Information provided:

##########

impl Schema {
    /// Definition for `CREATE TABLE name`.
    pub fn create(name: impl Into<String>) -> Self {
        Self::with_mode(name, SchemaMode::Create)
    }

    /// Operations for `ALTER TABLE name`.
    pub fn alter(name: impl Into<String>) -> Self {
        Self::with_mode(name, SchemaMode::Alter)
    }

    fn with_mode(name: impl Into<String>, mode: SchemaMode) -> Self {
        Self {
            name: name.into(),
            mode,
            columns: Vec::new(),
            primary_key: Vec::new(),
            unique_keys: Vec::new(),
            indexes: Vec::new(),
            foreign_keys: Vec::new(),
            engine: DEFAULT_ENGINE.to_string(),
            charset: DEFAULT_CHARSET.to_string(),
            collation: DEFAULT_COLLATION.to_string(),
            comment: None,
            temporary: false,
            if_not_exists: false,
            commands: Vec::new(),
        }
    }

    // ==================== accessors ====================

    pub fn name(&self) -> &str {
        &self.name
    }

    pub fn mode(&self) -> SchemaMode {
        self.mode
    }

    pub fn columns(&self) -> &[ColumnDef] {
        &self.columns
    }

    pub fn primary_key_columns(&self) -> &[String] {
        &self.primary_key
    }

    pub fn unique_keys(&self) -> &[(String, Vec<String>)] {
        &self.unique_keys
    }

    pub fn indexes(&self) -> &[Index] {
        &self.indexes
    }

    pub fn foreign_keys(&self) -> &[ForeignKey] {
        &self.foreign_keys
    }

    pub fn engine_name(&self) -> &str {
        &self.engine
    }

    pub fn charset_name(&self) -> &str {
        &self.charset
    }

    pub fn collation_name(&self) -> &str {
        &self.collation
    }

    pub fn table_comment(&self) -> Option<&str> {
        self.comment.as_deref()
    }

    pub fn is_temporary(&self) -> bool {
        self.temporary
    }

    pub fn is_if_not_exists(&self) -> bool {
        self.if_not_exists
    }

    pub fn commands(&self) -> &[AlterCommand] {
        &self.commands
    }

    // ==================== column types ====================

    fn push_column(&mut self, def: ColumnDef) -> &mut ColumnDef {
        let idx = self.columns.len();
        self.columns.push(def);
        if self.mode == SchemaMode::Alter {
            self.commands.push(AlterCommand::AddColumn(idx));
        }
        &mut self.columns[idx]
    }

    /// Column with an explicit type.
    pub fn column(&mut self, name: impl Into<String>, ty: ColumnType) -> &mut ColumnDef {
        self.push_column(ColumnDef::new(name, ty))
    }

    /// Auto-incrementing `id` primary key.
    pub fn id(&mut self) -> &mut ColumnDef {
        self.big_increments("id")
    }

    pub fn big_increments(&mut self, name: impl Into<String>) -> &mut ColumnDef {
        self.column(name, ColumnType::BigIncrements)
    }

    pub fn increments(&mut self, name: impl Into<String>) -> &mut ColumnDef {
        self.column(name, ColumnType::Increments)
    }

    pub fn tiny_integer(&mut self, name: impl Into<String>) -> &mut ColumnDef {
        self.column(name, ColumnType::TinyInteger)
    }

    pub fn small_integer(&mut self, name: impl Into<String>) -> &mut ColumnDef {
        self.column(name, ColumnType::SmallInteger)
    }

    pub fn integer(&mut self, name: impl Into<String>) -> &mut ColumnDef {
        self.column(name, ColumnType::Integer)
    }

    pub fn big_integer(&mut self, name: impl Into<String>) -> &mut ColumnDef {
        self.column(name, ColumnType::BigInteger)
    }

    pub fn string(&mut self, name: impl Into<String>, length: u32) -> &mut ColumnDef {
        self.column(name, ColumnType::String(length))
    }

    pub fn char(&mut self, name: impl Into<String>, length: u32) -> &mut ColumnDef {
        self.column(name, ColumnType::Char(length))
    }

    pub fn text(&mut self, name: impl Into<String>) -> &mut ColumnDef {
        self.column(name, ColumnType::Text)
    }

    pub fn long_text(&mut self, name: impl Into<String>) -> &mut ColumnDef {
        self.column(name, ColumnType::LongText)
    }

    pub fn boolean(&mut self, name: impl Into<String>) -> &mut ColumnDef {
        self.column(name, ColumnType::Boolean)
    }

    pub fn float(&mut self, name: impl Into<String>) -> &mut ColumnDef {
        self.column(name, ColumnType::Float)
    }

    pub fn double(&mut self, name: impl Into<String>) -> &mut ColumnDef {
        self.column(name, ColumnType::Double)
    }

    pub fn decimal(&mut self, name: impl Into<String>, precision: u8, scale: u8) -> &mut ColumnDef {
        self.column(name, ColumnType::Decimal(precision, scale))
    }

    pub fn date(&mut self, name: impl Into<String>) -> &mut ColumnDef {
        self.column(name, ColumnType::Date)
    }

    pub fn time(&mut self, name: impl Into<String>) -> &mut ColumnDef {
        self.column(name, ColumnType::Time)
    }

    pub fn date_time(&mut self, name: impl Into<String>) -> &mut ColumnDef {
        self.column(name, ColumnType::DateTime)
    }

    pub fn timestamp(&mut self, name: impl Into<String>) -> &mut ColumnDef {
        self.column(name, ColumnType::Timestamp)
    }

    pub fn json(&mut self, name: impl Into<String>) -> &mut ColumnDef {
        self.column(name, ColumnType::Json)
    }

    pub fn uuid(&mut self, name: impl Into<String>) -> &mut ColumnDef {
        self.column(name, ColumnType::Uuid)
    }

    pub fn binary(&mut self, name: impl Into<String>) -> &mut ColumnDef {
        self.column(name, ColumnType::Binary)
    }

    pub fn enumeration<S: Into<String>>(
        &mut self,
        name: impl Into<String>,
        values: impl IntoIterator<Item = S>,
    ) -> &mut ColumnDef {
        let values = values.into_iter().map(Into::into).collect();
        self.column(name, ColumnType::Enum(values))
    }

    // ==================== composite helpers ====================

    /// Nullable `created_at` and `updated_at` timestamps.
    pub fn timestamps(&mut self) -> &mut Self {
        self.timestamp("created_at").nullable();
        self.timestamp("updated_at").nullable();
        self
    }

    /// Nullable `deleted_at` timestamp.
    pub fn soft_deletes(&mut self) -> &mut Self {
        self.timestamp("deleted_at").nullable();
        self
    }

    /// Polymorphic relation columns `{name}_id`, `{name}_type` and an index over both.
    pub fn morphs(&mut self, name: &str) -> &mut Self {
        let id_col = format!("{name}_id");
        let type_col = format!("{name}_type");
        self.big_integer(id_col.clone()).unsigned();
        self.string(type_col.clone(), 255);
        self.index(format!("{name}_index"), [id_col, type_col]);
        self
    }

    /// `created_by`/`updated_by`/`deleted_by` plus timestamps and soft deletes.
    pub fn audit(&mut self) -> &mut Self {
        self.big_integer("created_by").unsigned().nullable();
        self.big_integer("updated_by").unsigned().nullable();
        self.big_integer("deleted_by").unsigned().nullable();
        self.timestamps();
        self.soft_deletes();
        self
    }

    // ==================== keys and indexes ====================

    /// Table-level primary key.
    pub fn primary_key<S: Into<String>>(&mut self, columns: impl IntoIterator<Item = S>) -> &mut Self {
        let columns: Vec<String> = columns.into_iter().map(Into::into).collect();
        match self.mode {
            SchemaMode::Create => self.primary_key = columns,
            SchemaMode::Alter => self.commands.push(AlterCommand::AddPrimaryKey(columns)),
        }
        self
    }

    /// Named unique key.
    pub fn unique_key<S: Into<String>>(
        &mut self,
        name: impl Into<String>,
        columns: impl IntoIterator<Item = S>,
    ) -> &mut Self {
        let name = name.into();
        let columns: Vec<String> = columns.into_iter().map(Into::into).collect();
        match self.mode {
            SchemaMode::Create => self.unique_keys.push((name, columns)),
            SchemaMode::Alter => self.commands.push(AlterCommand::AddIndex(Index {
                name,
                columns,
                kind: IndexKind::Unique,
            })),
        }
        self
    }

    /// Unique index named `{table}_{columns}_unique`.
    pub fn unique_index<S: Into<String>>(&mut self, columns: impl IntoIterator<Item = S>) -> &mut Self {
        let columns: Vec<String> = columns.into_iter().map(Into::into).collect();
        let name = format!("{}_{}_unique", self.name, columns.join("_"));
        self.push_index(name, columns, IndexKind::Unique)
    }

    /// Plain secondary index.
    pub fn index<S: Into<String>>(
        &mut self,
        name: impl Into<String>,
        columns: impl IntoIterator<Item = S>,
    ) -> &mut Self {
        let columns = columns.into_iter().map(Into::into).collect();
        self.push_index(name.into(), columns, IndexKind::Plain)
    }

    /// Full-text index. Dialects without full-text indexes skip it.
    pub fn full_text<S: Into<String>>(
        &mut self,
        name: impl Into<String>,
        columns: impl IntoIterator<Item = S>,
    ) -> &mut Self {
        let columns = columns.into_iter().map(Into::into).collect();
        self.push_index(name.into(), columns, IndexKind::FullText)
    }

    fn push_index(&mut self, name: String, columns: Vec<String>, kind: IndexKind) -> &mut Self {
        let index = Index {
            name,
            columns,
            kind,
        };
        match self.mode {
            SchemaMode::Create => self.indexes.push(index),
            SchemaMode::Alter => self.commands.push(AlterCommand::AddIndex(index)),
        }
        self
    }

    /// Foreign key named `fk_{table}_{column}`.
    pub fn foreign_key(
        &mut self,
        column: impl Into<String>,
        ref_table: impl Into<String>,
        ref_column: impl Into<String>,
    ) -> &mut ForeignKey {
        let column = column.into();
        let idx = self.foreign_keys.len();
        self.foreign_keys.push(ForeignKey {
            name: format!("fk_{}_{}", self.name, column),
            column,
            ref_table: ref_table.into(),
            ref_column: ref_column.into(),
            on_delete: None,
            on_update: None,
        });
        if self.mode == SchemaMode::Alter {
            self.commands.push(AlterCommand::AddForeignKey(idx));
        }
        &mut self.foreign_keys[idx]
    }

    // ==================== table options ====================

    pub fn engine(&mut self, engine: impl Into<String>) -> &mut Self {
        self.engine = engine.into();
        self
    }

    pub fn charset(&mut self, charset: impl Into<String>) -> &mut Self {
        self.charset = charset.into();
        self
    }

    pub fn collate(&mut self, collation: impl Into<String>) -> &mut Self {
        self.collation = collation.into();
        self
    }

    pub fn comment(&mut self, comment: impl Into<String>) -> &mut Self {
        self.comment = Some(comment.into());
        self
    }

    pub fn temporary(&mut self) -> &mut Self {
        self.temporary = true;
        self
    }

    pub fn if_not_exists(&mut self) -> &mut Self {
        self.if_not_exists = true;
        self
    }

    // ==================== alter operations ====================

    pub fn drop_column(&mut self, name: impl Into<String>) -> &mut Self {
        self.commands.push(AlterCommand::DropColumn(name.into()));
        self
    }

    /// Change the definition of an existing column.
    pub fn modify_column(&mut self, name: impl Into<String>, ty: ColumnType) -> &mut ColumnDef {
        let idx = self.columns.len();
        self.columns.push(ColumnDef::new(name, ty));
        self.commands.push(AlterCommand::ModifyColumn(idx));
        &mut self.columns[idx]
    }

    pub fn rename_column(&mut self, from: impl Into<String>, to: impl Into<String>) -> &mut Self {
        self.commands.push(AlterCommand::RenameColumn {
            from: from.into(),
            to: to.into(),
        });
        self
    }

    /// Add an index while altering. `unique` selects a UNIQUE index.
    pub fn add_index<S: Into<String>>(
        &mut self,
        name: impl Into<String>,
        columns: impl IntoIterator<Item = S>,
        unique: bool,
    ) -> &mut Self {
        let kind = if unique {
            IndexKind::Unique
        } else {
            IndexKind::Plain
        };
        self.commands.push(AlterCommand::AddIndex(Index {
            name: name.into(),
            columns: columns.into_iter().map(Into::into).collect(),
            kind,
        }));
        self
    }

    pub fn drop_index(&mut self, name: impl Into<String>) -> &mut Self {
        self.commands.push(AlterCommand::DropIndex(name.into()));
        self
    }

    pub fn drop_foreign_key(&mut self, name: impl Into<String>) -> &mut Self {
        self.commands.push(AlterCommand::DropForeignKey(name.into()));
        self
    }

    pub fn rename_table(&mut self, to: impl Into<String>) -> &mut Self {
        self.commands.push(AlterCommand::RenameTable(to.into()));
        self
    }

    pub fn change_engine(&mut self, engine: impl Into<String>) -> &mut Self {
        self.commands.push(AlterCommand::ChangeEngine(engine.into()));
        self
    }

    pub fn change_charset(&mut self, charset: impl Into<String>, collation: Option<&str>) -> &mut Self {
        self.commands.push(AlterCommand::ChangeCharset {
            charset: charset.into(),
            collation: collation.map(str::to_string),
        });
        self
    }

    // ==================== rendering ====================

    /// Statements that apply this definition, in execution order.
    pub fn to_statements(&self, dialect: &dyn Dialect) -> OrmResult<Vec<String>> {
        match self.mode {
            SchemaMode::Create => {
                if self.columns.is_empty() {
                    return Err(OrmError::validation(format!(
                        "create table {}: no columns defined",
                        self.name
                    )));
                }
                dialect.build_create_table(self)
            }
            SchemaMode::Alter => dialect.build_alter_table(self),
        }
    }
}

##########

Go through the listing above and write out exactly the lines starting with the one holding "indexes skip it." and running through the one holding "Vec<String>, kind: IndexKind)", ends included, and no others.

Response:
    /// Full-text index. Dialects without full-text indexes skip it.
    pub fn full_text<S: Into<String>>(
        &mut self,
        name: impl Into<String>,
        columns: impl IntoIterator<Item = S>,
    ) -> &mut Self {
        let columns = columns.into_iter().map(Into::into).collect();
        self.push_index(name.into(), columns, IndexKind::FullText)
    }

    fn push_index(&mut self, name: String, columns: Vec<String>, kind: IndexKind) -> &mut Self {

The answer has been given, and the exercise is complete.